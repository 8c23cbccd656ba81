//! Storage abstraction for sources and chunks.
//!
//! The [`Store`] trait defines the relational operations the pipeline and
//! search need, enabling pluggable backends (SQLite, in-memory for tests).
//! Implementations must be `Send + Sync` to work with async runtimes.
//!
//! Two invariants live at this layer:
//! - `(owner_id, sha256)` is unique across sources; a violated insert
//!   surfaces [`PipelineError::DuplicateSource`]. The constraint — not the
//!   pipeline's pre-check — is what serializes concurrent ingests of the
//!   same bytes.
//! - A source row and its chunk rows are written in one transaction, and
//!   deleted in one transaction, so readers never observe a source without
//!   its chunks or a half-written chunk batch.

pub mod memory;
pub mod sqlite;

use async_trait::async_trait;

use crate::error::PipelineError;
use crate::models::{ChunkRecord, ChunkVector, NewSource, Source};

pub use memory::MemoryStore;
pub use sqlite::SqliteStore;

/// Relational backend for sources, chunks, and the orphaned-blob ledger.
#[async_trait]
pub trait Store: Send + Sync {
    /// Look up a source id by content hash (dedup pre-check).
    async fn find_source_by_hash(
        &self,
        owner_id: i64,
        sha256: &str,
    ) -> Result<Option<i64>, PipelineError>;

    /// Insert a source row and all of its chunk rows atomically.
    ///
    /// Returns the new source id, or [`PipelineError::DuplicateSource`]
    /// when `(owner_id, sha256)` already exists.
    async fn insert_source_with_chunks(
        &self,
        source: &NewSource,
        chunks: &[ChunkRecord],
    ) -> Result<i64, PipelineError>;

    /// All sources owned by `owner_id`, most recently uploaded first.
    async fn list_sources(&self, owner_id: i64) -> Result<Vec<Source>, PipelineError>;

    /// Count the chunks belonging to a source.
    async fn count_chunks(&self, source_id: i64) -> Result<i64, PipelineError>;

    /// Delete a source and its chunks atomically, ownership-checked.
    ///
    /// Returns the removed source's storage key so the caller can delete
    /// the stored bytes, or `None` when no such source exists for this
    /// owner.
    async fn delete_source(
        &self,
        owner_id: i64,
        source_id: i64,
    ) -> Result<Option<String>, PipelineError>;

    /// Every stored chunk vector with its search-hit context, in chunk-id
    /// order.
    async fn chunk_vectors(&self) -> Result<Vec<ChunkVector>, PipelineError>;

    /// Record a blob whose delete failed after its rows were removed.
    async fn record_orphaned_blob(&self, storage_key: &str) -> Result<(), PipelineError>;

    /// Storage keys awaiting reconciliation, oldest first.
    async fn orphaned_blobs(&self) -> Result<Vec<String>, PipelineError>;

    /// Clear a ledger entry after its blob was deleted.
    async fn remove_orphaned_blob(&self, storage_key: &str) -> Result<(), PipelineError>;
}
//! # docvault CLI (`dv`)
//!
//! The `dv` binary drives the ingestion and retrieval pipeline. It provides
//! commands for database initialization, document ingestion, source
//! management, similarity search, and blob reconciliation.
//!
//! ## Usage
//!
//! ```bash
//! dv --config ./config/dv.toml <command>
//! ```
//!
//! ## Commands
//!
//! | Command | Description |
//! |---------|-------------|
//! | `dv init` | Create the SQLite database and run schema migrations |
//! | `dv ingest <file> --owner <id>` | Extract, chunk, embed, and store a document |
//! | `dv list --owner <id>` | List an owner's ingested sources |
//! | `dv delete <id> --owner <id>` | Delete a source, its chunks, and its stored bytes |
//! | `dv search "<query>"` | Rank stored chunks by similarity to the query |
//! | `dv lookup "<query>"` | Run the chat-tool lookup (never fails) |
//! | `dv reconcile` | Retry blob deletes recorded in the orphan ledger |
//!
//! Credentials come from the environment: `OPENAI_API_KEY` for embeddings,
//! `AWS_ACCESS_KEY_ID` / `AWS_SECRET_ACCESS_KEY` for object storage.

use std::path::PathBuf;
use std::sync::Arc;

use anyhow::{Context, Result};
use clap::{Parser, Subcommand};
use tracing_subscriber::EnvFilter;

use docvault::config::{load_config, Config};
use docvault::db;
use docvault::embedding::OpenAiEmbedder;
use docvault::extract::detect_mime_type;
use docvault::ingest::Pipeline;
use docvault::migrate;
use docvault::object_store::S3ObjectStore;
use docvault::search::knowledge_base_lookup;
use docvault::store::{SqliteStore, Store};

/// docvault CLI — owner-scoped document ingestion and semantic retrieval
/// for RAG assistants.
#[derive(Parser)]
#[command(
    name = "dv",
    about = "docvault — document ingestion and semantic retrieval for RAG assistants",
    version,
    long_about = "docvault ingests uploaded documents (PDF, plain text), chunks and embeds \
    their text, and serves vector similarity search over the stored chunks. Database, \
    object-store, embedding, and chunking settings are read from a TOML config file."
)]
struct Cli {
    /// Path to configuration file (TOML).
    #[arg(long, global = true, default_value = "./config/dv.toml")]
    config: PathBuf,

    #[command(subcommand)]
    command: Commands,
}

#[derive(Subcommand)]
enum Commands {
    /// Initialize the database schema.
    ///
    /// Creates the SQLite database file and all required tables (sources,
    /// chunks, orphaned_blobs). Idempotent — running it again is safe.
    Init,

    /// Ingest one document for an owner.
    ///
    /// Extracts text, checks for a duplicate upload, stores the raw bytes,
    /// chunks and embeds the text, and writes the source with its chunks.
    Ingest {
        /// Path to the document (.pdf, .md, or plain text).
        file: PathBuf,

        /// Owner id the source belongs to.
        #[arg(long)]
        owner: i64,

        /// Display name; defaults to the file name.
        #[arg(long)]
        name: Option<String>,
    },

    /// List an owner's ingested sources.
    List {
        #[arg(long)]
        owner: i64,
    },

    /// Delete a source, its chunks, and its stored bytes.
    Delete {
        /// Source id to delete.
        source_id: i64,

        /// Owner id the source must belong to.
        #[arg(long)]
        owner: i64,
    },

    /// Rank stored chunks by similarity to a query.
    Search {
        query: String,

        /// Maximum number of hits.
        #[arg(long)]
        limit: Option<usize>,

        /// Minimum similarity score in [0, 1]; hits must exceed it.
        #[arg(long)]
        threshold: Option<f64>,
    },

    /// Run the chat-tool knowledge-base lookup.
    Lookup { query: String },

    /// Retry blob deletes recorded in the orphan ledger.
    Reconcile,
}

#[tokio::main]
async fn main() -> Result<()> {
    tracing_subscriber::fmt()
        .with_env_filter(EnvFilter::from_default_env())
        .with_writer(std::io::stderr)
        .init();

    let cli = Cli::parse();
    let config = load_config(&cli.config)?;

    match cli.command {
        Commands::Init => run_init(&config).await,
        Commands::Ingest { file, owner, name } => run_ingest(&config, &file, owner, name).await,
        Commands::List { owner } => run_list(&config, owner).await,
        Commands::Delete { source_id, owner } => run_delete(&config, source_id, owner).await,
        Commands::Search {
            query,
            limit,
            threshold,
        } => run_search(&config, &query, limit, threshold).await,
        Commands::Lookup { query } => run_lookup(&config, &query).await,
        Commands::Reconcile => run_reconcile(&config).await,
    }
}

async fn open_store(config: &Config) -> Result<Arc<SqliteStore>> {
    let pool = db::connect(&config.db.path).await?;
    Ok(Arc::new(SqliteStore::new(pool)))
}

fn build_pipeline(config: &Config, store: Arc<SqliteStore>) -> Result<Pipeline> {
    let objects = Arc::new(S3ObjectStore::new(&config.storage)?);
    let embedder = Arc::new(OpenAiEmbedder::new(&config.embedding)?);
    Ok(Pipeline::new(
        store,
        objects,
        embedder,
        config.chunking.clone(),
    ))
}

async fn run_init(config: &Config) -> Result<()> {
    let pool = db::connect(&config.db.path).await?;
    migrate::run_migrations(&pool).await?;
    println!("database initialized at {}", config.db.path.display());
    pool.close().await;
    Ok(())
}

async fn run_ingest(
    config: &Config,
    file: &PathBuf,
    owner: i64,
    name: Option<String>,
) -> Result<()> {
    let raw_bytes = std::fs::read(file)
        .with_context(|| format!("Failed to read file: {}", file.display()))?;
    let file_name = name.unwrap_or_else(|| {
        file.file_name()
            .map(|n| n.to_string_lossy().into_owned())
            .unwrap_or_else(|| "upload".to_string())
    });
    let mime_type = detect_mime_type(&file_name);

    let store = open_store(config).await?;
    let pipeline = build_pipeline(config, store)?;

    let receipt = pipeline.ingest(owner, &raw_bytes, &file_name, mime_type).await?;

    println!("ingested {}", file_name);
    println!("  source id: {}", receipt.source_id);
    println!("  chunks: {}", receipt.chunk_count);
    Ok(())
}

async fn run_list(config: &Config, owner: i64) -> Result<()> {
    let store = open_store(config).await?;
    let sources = store.list_sources(owner).await?;

    if sources.is_empty() {
        println!("No sources.");
        return Ok(());
    }

    println!("{:<6} {:<40} {:<12} {:<10} UPLOADED", "ID", "NAME", "TYPE", "SIZE");
    for source in sources {
        let date = chrono::DateTime::from_timestamp(source.uploaded_at, 0)
            .map(|dt| dt.format("%Y-%m-%d").to_string())
            .unwrap_or_default();
        println!(
            "{:<6} {:<40} {:<12} {:<10} {}",
            source.id, source.name, source.mime_type, source.file_size, date
        );
    }
    Ok(())
}

async fn run_delete(config: &Config, source_id: i64, owner: i64) -> Result<()> {
    let store = open_store(config).await?;
    let pipeline = build_pipeline(config, store)?;

    pipeline.delete_source(owner, source_id).await?;
    println!("deleted source {}", source_id);
    Ok(())
}

async fn run_search(
    config: &Config,
    query: &str,
    limit: Option<usize>,
    threshold: Option<f64>,
) -> Result<()> {
    let store = open_store(config).await?;
    let pipeline = build_pipeline(config, store)?;

    let limit = limit.unwrap_or(config.search.default_limit);
    let threshold = threshold.unwrap_or(config.search.default_threshold);
    let hits = pipeline.search(query, limit, threshold).await?;

    if hits.is_empty() {
        println!("No results.");
        return Ok(());
    }

    for (i, hit) in hits.iter().enumerate() {
        println!("{}. [{:.2}] {}", i + 1, hit.score, hit.source_name);
        println!("    url: {}", hit.source_ref);
        println!(
            "    excerpt: \"{}\"",
            hit.content.chars().take(240).collect::<String>().replace('\n', " ")
        );
        println!("    chunk id: {}", hit.chunk_id);
        println!();
    }
    Ok(())
}

async fn run_lookup(config: &Config, query: &str) -> Result<()> {
    let store = open_store(config).await?;
    let pipeline = build_pipeline(config, store)?;

    let response = knowledge_base_lookup(&pipeline, query).await;
    println!("{}", response.content);
    if !response.sources.is_empty() {
        println!();
        for source in &response.sources {
            println!("source: {} ({})", source.title, source.url);
        }
    }
    Ok(())
}

async fn run_reconcile(config: &Config) -> Result<()> {
    let store = open_store(config).await?;
    let pipeline = build_pipeline(config, store)?;

    let cleared = pipeline.reconcile_blobs().await?;
    println!("reconciled {} orphaned blob(s)", cleared);
    Ok(())
}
○ ○ ○ ○ ○
▶ [Required action]: Where a line of the records holds the word "never", copy that line.

▶ [Completed exercise]:
//!   deleted in one transaction, so readers never observe a source without
//! | `dv lookup "<query>"` | Run the chat-tool lookup (never fails) |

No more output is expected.